_What you should do:_ Count every line below in which "Rack" occurs, then give only the count.

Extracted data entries
──────────
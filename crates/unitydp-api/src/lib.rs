// unitydp-api: Async Rust client for the Unity-DP UPS web card's point API

pub mod auth;
pub mod client;
pub mod commands;
pub mod data;
pub mod error;
pub mod points;
pub mod process;
pub mod subsystem;
pub mod transport;
pub mod wire;

pub use client::{DATA_DEV_ID, SESSION_DEV_ID, UnityClient};
pub use error::Error;
pub use points::{PointGroup, PointNode, Resolved};
pub use subsystem::{Reading, Subsystem};
pub use transport::{TlsMode, TransportConfig};
pub use wire::SetValue;
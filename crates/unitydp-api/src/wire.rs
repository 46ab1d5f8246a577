// Wire codec for the Unity-DP string protocol.
//
// The card speaks a flat text format on both directions: response bodies
// are semicolon-delimited `key=value` pairs with double-quoted values,
// point reads are requested through `vel~pnt~NNNN` descriptors, and
// writes are encoded into a single form field whose name carries the
// write kind (`strNNNN` for plain text, `commBtnNNNN` for commands).
// This module is pure string handling; request plumbing lives in the
// client.

use std::collections::HashMap;

/// Sentinel the card returns for points the hardware does not implement.
pub const NO_SUPPORT: &str = "No Support";

/// Placeholder substituted for [`NO_SUPPORT`] on read.
pub const PLACEHOLDER: &str = "--";

/// Separates a command argument from its label: `"30!~Reboot"`.
/// Presence of this delimiter marks a value as a command write.
pub const COMMAND_DELIMITER: &str = "!~";

/// Write-envelope markers sent with every POST.
pub const SET_BEGIN: &str = "http~set~begin";
pub const SET_END: &str = "http~set~end";

/// Query/body key carrying the session-actor token.
pub(crate) const SESSION_KEY: &str = "sessACT";

/// Strip the leading `v` from a point identifier (`"v4335"` → `"4335"`).
fn point_digits(point: &str) -> &str {
    point.strip_prefix('v').unwrap_or(point)
}

/// Query descriptor for reading a point: `"v4335"` → `"vel~pnt~4335"`.
pub fn point_query(point: &str) -> String {
    format!("vel~pnt~{}", point_digits(point))
}

/// Parse a semicolon-delimited `key=value` body into a map, stripping
/// the double quotes the card wraps values in. Parts without `=` are
/// skipped.
pub fn parse_fields(body: &str) -> HashMap<String, String> {
    body.split(';')
        .filter_map(|part| part.split_once('='))
        .map(|(k, v)| (k.to_owned(), v.trim_matches('"').to_owned()))
        .collect()
}

/// Extract the session-actor token from a response body, if present.
pub(crate) fn session_token(body: &str) -> Option<&str> {
    body.split(';')
        .find_map(|part| part.strip_prefix("sessACT="))
        .map(|token| token.trim_matches('"'))
}

/// A value to write to a point.
///
/// Booleans coerce to `0`/`1`. [`SetValue::Command`] renders as
/// `"{value}!~{label}"`; only the part before the delimiter goes on the
/// wire, the label exists for readability at call sites.
#[derive(Debug, Clone, PartialEq, Eq)]
pub enum SetValue {
    Text(String),
    Number(i64),
    Bool(bool),
    Command { value: String, label: String },
}

impl SetValue {
    /// Build a command value: `SetValue::command("30", "Reboot")`.
    pub fn command(value: impl Into<String>, label: impl Into<String>) -> Self {
        Self::Command {
            value: value.into(),
            label: label.into(),
        }
    }

    fn render(&self) -> String {
        match self {
            Self::Text(s) => s.clone(),
            Self::Number(n) => n.to_string(),
            Self::Bool(true) => "1".to_owned(),
            Self::Bool(false) => "0".to_owned(),
            Self::Command { value, label } => format!("{value}{COMMAND_DELIMITER}{label}"),
        }
    }

    fn is_text(&self) -> bool {
        matches!(self, Self::Text(_))
    }
}

impl From<&str> for SetValue {
    fn from(s: &str) -> Self {
        Self::Text(s.to_owned())
    }
}

impl From<String> for SetValue {
    fn from(s: String) -> Self {
        Self::Text(s)
    }
}

impl From<i64> for SetValue {
    fn from(n: i64) -> Self {
        Self::Number(n)
    }
}

impl From<bool> for SetValue {
    fn from(b: bool) -> Self {
        Self::Bool(b)
    }
}

/// Encode one point write into its form field.
///
/// Returns `(field_name, field_value)`. Command-shaped values (anything
/// containing [`COMMAND_DELIMITER`], and every non-text variant) become a
/// `commBtnNNNN` field carrying a numeric payload prefixed with `{0}`;
/// plain text becomes a `strNNNN` field.
pub fn encode_set_field(point: &str, value: &SetValue) -> (String, String) {
    let digits = point_digits(point);
    let rendered = value.render();
    let is_command = rendered.contains(COMMAND_DELIMITER) || !value.is_text();

    if is_command {
        let payload = rendered
            .split(COMMAND_DELIMITER)
            .next()
            .unwrap_or_default()
            .to_owned();
        (
            format!("commBtn{digits}"),
            format!("{{0}}vel~pnt~{digits}~0|val~num~{payload}"),
        )
    } else {
        (
            format!("str{digits}"),
            format!("vel~pnt~{digits}~0|val~str~{rendered}"),
        )
    }
}

#[cfg(test)]
mod tests {
    use super::*;
    use pretty_assertions::assert_eq;

    #[test]
    fn parse_fields_strips_quotes_and_skips_junk() {
        let body = "v4096=\"230.1\";v4113=\"1.2\";sessACT=abc123;garbage;";
        let fields = parse_fields(body);
        assert_eq!(fields.get("v4096").map(String::as_str), Some("230.1"));
        assert_eq!(fields.get("v4113").map(String::as_str), Some("1.2"));
        assert_eq!(fields.get("sessACT").map(String::as_str), Some("abc123"));
        assert_eq!(fields.len(), 3);
    }

    #[test]
    fn session_token_found_anywhere_in_body() {
        assert_eq!(session_token("pw=admin;sessACT=tok42;x=y"), Some("tok42"));
        assert_eq!(session_token("pw=admin;x=y"), None);
        assert_eq!(session_token(""), None);
    }

    #[test]
    fn point_query_drops_v_prefix() {
        assert_eq!(point_query("v4335"), "vel~pnt~4335");
        assert_eq!(point_query("4335"), "vel~pnt~4335");
    }

    #[test]
    fn text_value_encodes_as_str_field() {
        let (name, value) = encode_set_field("v4246", &SetValue::from("Rack 12"));
        assert_eq!(name, "str4246");
        assert_eq!(value, "vel~pnt~4246~0|val~str~Rack 12");
    }

    #[test]
    fn command_value_encodes_as_comm_btn_field() {
        let (name, value) = encode_set_field("v5815", &SetValue::command("30", "Reboot"));
        assert_eq!(name, "commBtn5815");
        assert_eq!(value, "{0}vel~pnt~5815~0|val~num~30");
    }

    #[test]
    fn text_containing_delimiter_is_treated_as_command() {
        let (name, value) = encode_set_field("v6257", &SetValue::from("1!~Silence"));
        assert_eq!(name, "commBtn6257");
        assert_eq!(value, "{0}vel~pnt~6257~0|val~num~1");
    }

    #[test]
    fn bool_coerces_to_zero_or_one() {
        let (name, value) = encode_set_field("v5831", &SetValue::from(true));
        assert_eq!(name, "commBtn5831");
        assert_eq!(value, "{0}vel~pnt~5831~0|val~num~1");

        let (_, value) = encode_set_field("v5831", &SetValue::from(false));
        assert_eq!(value, "{0}vel~pnt~5831~0|val~num~0");
    }

    #[test]
    fn number_encodes_as_comm_btn_field() {
        let (name, value) = encode_set_field("v4710", &SetValue::from(120_i64));
        assert_eq!(name, "commBtn4710");
        assert_eq!(value, "{0}vel~pnt~4710~0|val~num~120");
    }
}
──────────
_Exercise solution:_ 2